(EXERCISE BRIEF):
Copy the records below in full, changing no character.

··· SOURCE MATERIAL

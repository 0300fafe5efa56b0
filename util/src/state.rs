//! Application state container shared across Axum route handlers and services.
//!
//! This struct holds shared resources such as the database connection and the
//! recognition adapter. It is cheap to clone and passed into route handlers via
//! Axum's `State<T>` extractor.

use crate::recognition::{RecognitionAdapter, adapter_from_config};
use sea_orm::DatabaseConnection;
use std::sync::Arc;

/// Central application state shared across the server.
///
/// This includes:
/// - A cloned, thread-safe database connection for use with SeaORM.
/// - The recognition adapter consulted by the face capture channel.
#[derive(Clone)]
pub struct AppState {
    db: DatabaseConnection,
    recognizer: Arc<dyn RecognitionAdapter>,
}

impl AppState {
    /// Creates a new `AppState` with the given database connection and recognition adapter.
    pub fn new(db: DatabaseConnection, recognizer: Arc<dyn RecognitionAdapter>) -> Self {
        Self { db, recognizer }
    }

    /// Creates a new `AppState` whose adapter is built from the current configuration.
    pub fn from_config(db: DatabaseConnection) -> Self {
        Self::new(db, adapter_from_config())
    }

    /// Returns a shared reference to the internal `DatabaseConnection`.
    pub fn db(&self) -> &DatabaseConnection {
        &self.db
    }

    /// Returns the recognition adapter.
    pub fn recognizer(&self) -> &dyn RecognitionAdapter {
        self.recognizer.as_ref()
    }
}

impl AppState {
    /// Returns a cloned copy of the database connection.
    ///
    /// Useful for async contexts or spawning tasks that require ownership.
    pub fn db_clone(&self) -> DatabaseConnection {
        self.db.clone()
    }
}
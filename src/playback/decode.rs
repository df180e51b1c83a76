//! Compressed audio decode via symphonia.

use crate::error::{Result, VoiceError};
use crate::playback::source::AudioFormat;
use bytes::Bytes;
use symphonia::core::audio::SampleBuffer;
use symphonia::core::codecs::DecoderOptions;
use symphonia::core::errors::Error as SymphoniaError;
use symphonia::core::formats::FormatOptions;
use symphonia::core::io::MediaSourceStream;
use symphonia::core::meta::MetadataOptions;
use symphonia::core::probe::Hint;

/// A fully decoded clip: mono f32 samples at the container's sample rate.
#[derive(Debug, Clone)]
pub struct DecodedClip {
    pub samples: Vec<f32>,
    pub sample_rate: u32,
}

impl DecodedClip {
    /// Clip duration in milliseconds.
    #[must_use]
    pub fn duration_ms(&self) -> u64 {
        if self.sample_rate == 0 {
            return 0;
        }
        (self.samples.len() as u64).saturating_mul(1_000) / u64::from(self.sample_rate)
    }
}

/// Decode a complete in-memory clip to mono f32 samples.
///
/// # Errors
///
/// Returns an error if the container cannot be probed or no audio frames
/// decode.
pub fn decode_clip(bytes: Bytes, format: Option<AudioFormat>) -> Result<DecodedClip> {
    let cursor = std::io::Cursor::new(bytes.to_vec());
    let mss = MediaSourceStream::new(Box::new(cursor), Default::default());

    let mut hint = Hint::new();
    if let Some(format) = format {
        hint.with_extension(format.extension());
    }

    let probed = symphonia::default::get_probe()
        .format(
            &hint,
            mss,
            &FormatOptions::default(),
            &MetadataOptions::default(),
        )
        .map_err(|e| VoiceError::Decode(format!("unrecognized audio container: {e}")))?;

    let mut reader = probed.format;
    let track = reader
        .default_track()
        .ok_or_else(|| VoiceError::Decode("no default audio track".into()))?;
    let track_id = track.id;

    let mut decoder = symphonia::default::get_codecs()
        .make(&track.codec_params, &DecoderOptions::default())
        .map_err(|e| VoiceError::Decode(format!("unsupported codec: {e}")))?;

    let mut sample_rate = 0u32;
    let mut channels = 1usize;
    let mut interleaved: Vec<f32> = Vec::new();
    let mut sample_buf: Option<SampleBuffer<f32>> = None;

    loop {
        let packet = match reader.next_packet() {
            Ok(packet) => packet,
            Err(SymphoniaError::IoError(e))
                if e.kind() == std::io::ErrorKind::UnexpectedEof =>
            {
                break;
            }
            Err(SymphoniaError::ResetRequired) => break,
            Err(e) => return Err(VoiceError::Decode(format!("packet read: {e}"))),
        };
        if packet.track_id() != track_id {
            continue;
        }
        match decoder.decode(&packet) {
            Ok(decoded) => {
                if sample_buf.is_none() {
                    let spec = *decoded.spec();
                    sample_rate = spec.rate;
                    channels = spec.channels.count().max(1);
                    sample_buf = Some(SampleBuffer::new(decoded.capacity() as u64, spec));
                }
                if let Some(buf) = &mut sample_buf {
                    buf.copy_interleaved_ref(decoded);
                    interleaved.extend_from_slice(buf.samples());
                }
            }
            // Skip corrupt packets; MP3 streams commonly have one at the head.
            Err(SymphoniaError::DecodeError(_)) => continue,
            Err(e) => return Err(VoiceError::Decode(format!("decode: {e}"))),
        }
    }

    if interleaved.is_empty() || sample_rate == 0 {
        return Err(VoiceError::Decode("clip contained no audio frames".into()));
    }

    let samples = if channels > 1 {
        interleaved
            .chunks(channels)
            .map(|frame| frame.iter().sum::<f32>() / frame.len() as f32)
            .collect()
    } else {
        interleaved
    };

    Ok(DecodedClip {
        samples,
        sample_rate,
    })
}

······

(FINISHED TASK):
repository 0300fafe5efa56b0
filename util/src/state.rs
//! Application state container shared across Axum route handlers and services.
//!
//! This struct holds shared resources such as the database connection and the
//! recognition adapter. It is cheap to clone and passed into route handlers via
//! Axum's `State<T>` extractor.

use crate::recognition::{RecognitionAdapter, adapter_from_config};
use sea_orm::DatabaseConnection;
use std::sync::Arc;

/// Central application state shared across the server.
///
/// This includes:
/// - A cloned, thread-safe database connection for use with SeaORM.
/// - The recognition adapter consulted by the face capture channel.
#[derive(Clone)]
pub struct AppState {
    db: DatabaseConnection,
    recognizer: Arc<dyn RecognitionAdapter>,
}

impl AppState {
    /// Creates a new `AppState` with the given database connection and recognition adapter.
    pub fn new(db: DatabaseConnection, recognizer: Arc<dyn RecognitionAdapter>) -> Self {
        Self { db, recognizer }
    }

    /// Creates a new `AppState` whose adapter is built from the current configuration.
    pub fn from_config(db: DatabaseConnection) -> Self {
        Self::new(db, adapter_from_config())
    }

    /// Returns a shared reference to the internal `DatabaseConnection`.
    pub fn db(&self) -> &DatabaseConnection {
        &self.db
    }

    /// Returns the recognition adapter.
    pub fn recognizer(&self) -> &dyn RecognitionAdapter {
        self.recognizer.as_ref()
    }
}

impl AppState {
    /// Returns a cloned copy of the database connection.
    ///
    /// Useful for async contexts or spawning tasks that require ownership.
    pub fn db_clone(&self) -> DatabaseConnection {
        self.db.clone()
    }
}
filename src/playback/decode.rs
repository df180e51b1c83a76
//! Compressed audio decode via symphonia.

use crate::error::{Result, VoiceError};
use crate::playback::source::AudioFormat;
use bytes::Bytes;
use symphonia::core::audio::SampleBuffer;
use symphonia::core::codecs::DecoderOptions;
use symphonia::core::errors::Error as SymphoniaError;
use symphonia::core::formats::FormatOptions;
use symphonia::core::io::MediaSourceStream;
use symphonia::core::meta::MetadataOptions;
use symphonia::core::probe::Hint;

/// A fully decoded clip: mono f32 samples at the container's sample rate.
#[derive(Debug, Clone)]
pub struct DecodedClip {
    pub samples: Vec<f32>,
    pub sample_rate: u32,
}

impl DecodedClip {
    /// Clip duration in milliseconds.
    #[must_use]
    pub fn duration_ms(&self) -> u64 {
        if self.sample_rate == 0 {
            return 0;
        }
        (self.samples.len() as u64).saturating_mul(1_000) / u64::from(self.sample_rate)
    }
}

/// Decode a complete in-memory clip to mono f32 samples.
///
/// # Errors
///
/// Returns an error if the container cannot be probed or no audio frames
/// decode.
pub fn decode_clip(bytes: Bytes, format: Option<AudioFormat>) -> Result<DecodedClip> {
    let cursor = std::io::Cursor::new(bytes.to_vec());
    let mss = MediaSourceStream::new(Box::new(cursor), Default::default());

    let mut hint = Hint::new();
    if let Some(format) = format {
        hint.with_extension(format.extension());
    }

    let probed = symphonia::default::get_probe()
        .format(
            &hint,
            mss,
            &FormatOptions::default(),
            &MetadataOptions::default(),
        )
        .map_err(|e| VoiceError::Decode(format!("unrecognized audio container: {e}")))?;

    let mut reader = probed.format;
    let track = reader
        .default_track()
        .ok_or_else(|| VoiceError::Decode("no default audio track".into()))?;
    let track_id = track.id;

    let mut decoder = symphonia::default::get_codecs()
        .make(&track.codec_params, &DecoderOptions::default())
        .map_err(|e| VoiceError::Decode(format!("unsupported codec: {e}")))?;

    let mut sample_rate = 0u32;
    let mut channels = 1usize;
    let mut interleaved: Vec<f32> = Vec::new();
    let mut sample_buf: Option<SampleBuffer<f32>> = None;

    loop {
        let packet = match reader.next_packet() {
            Ok(packet) => packet,
            Err(SymphoniaError::IoError(e))
                if e.kind() == std::io::ErrorKind::UnexpectedEof =>
            {
                break;
            }
            Err(SymphoniaError::ResetRequired) => break,
            Err(e) => return Err(VoiceError::Decode(format!("packet read: {e}"))),
        };
        if packet.track_id() != track_id {
            continue;
        }
        match decoder.decode(&packet) {
            Ok(decoded) => {
                if sample_buf.is_none() {
                    let spec = *decoded.spec();
                    sample_rate = spec.rate;
                    channels = spec.channels.count().max(1);
                    sample_buf = Some(SampleBuffer::new(decoded.capacity() as u64, spec));
                }
                if let Some(buf) = &mut sample_buf {
                    buf.copy_interleaved_ref(decoded);
                    interleaved.extend_from_slice(buf.samples());
                }
            }
            // Skip corrupt packets; MP3 streams commonly have one at the head.
            Err(SymphoniaError::DecodeError(_)) => continue,
            Err(e) => return Err(VoiceError::Decode(format!("decode: {e}"))),
        }
    }

    if interleaved.is_empty() || sample_rate == 0 {
        return Err(VoiceError::Decode("clip contained no audio frames".into()));
    }

    let samples = if channels > 1 {
        interleaved
            .chunks(channels)
            .map(|frame| frame.iter().sum::<f32>() / frame.len() as f32)
            .collect()
    } else {
        interleaved
    };

    Ok(DecodedClip {
        samples,
        sample_rate,
    })
}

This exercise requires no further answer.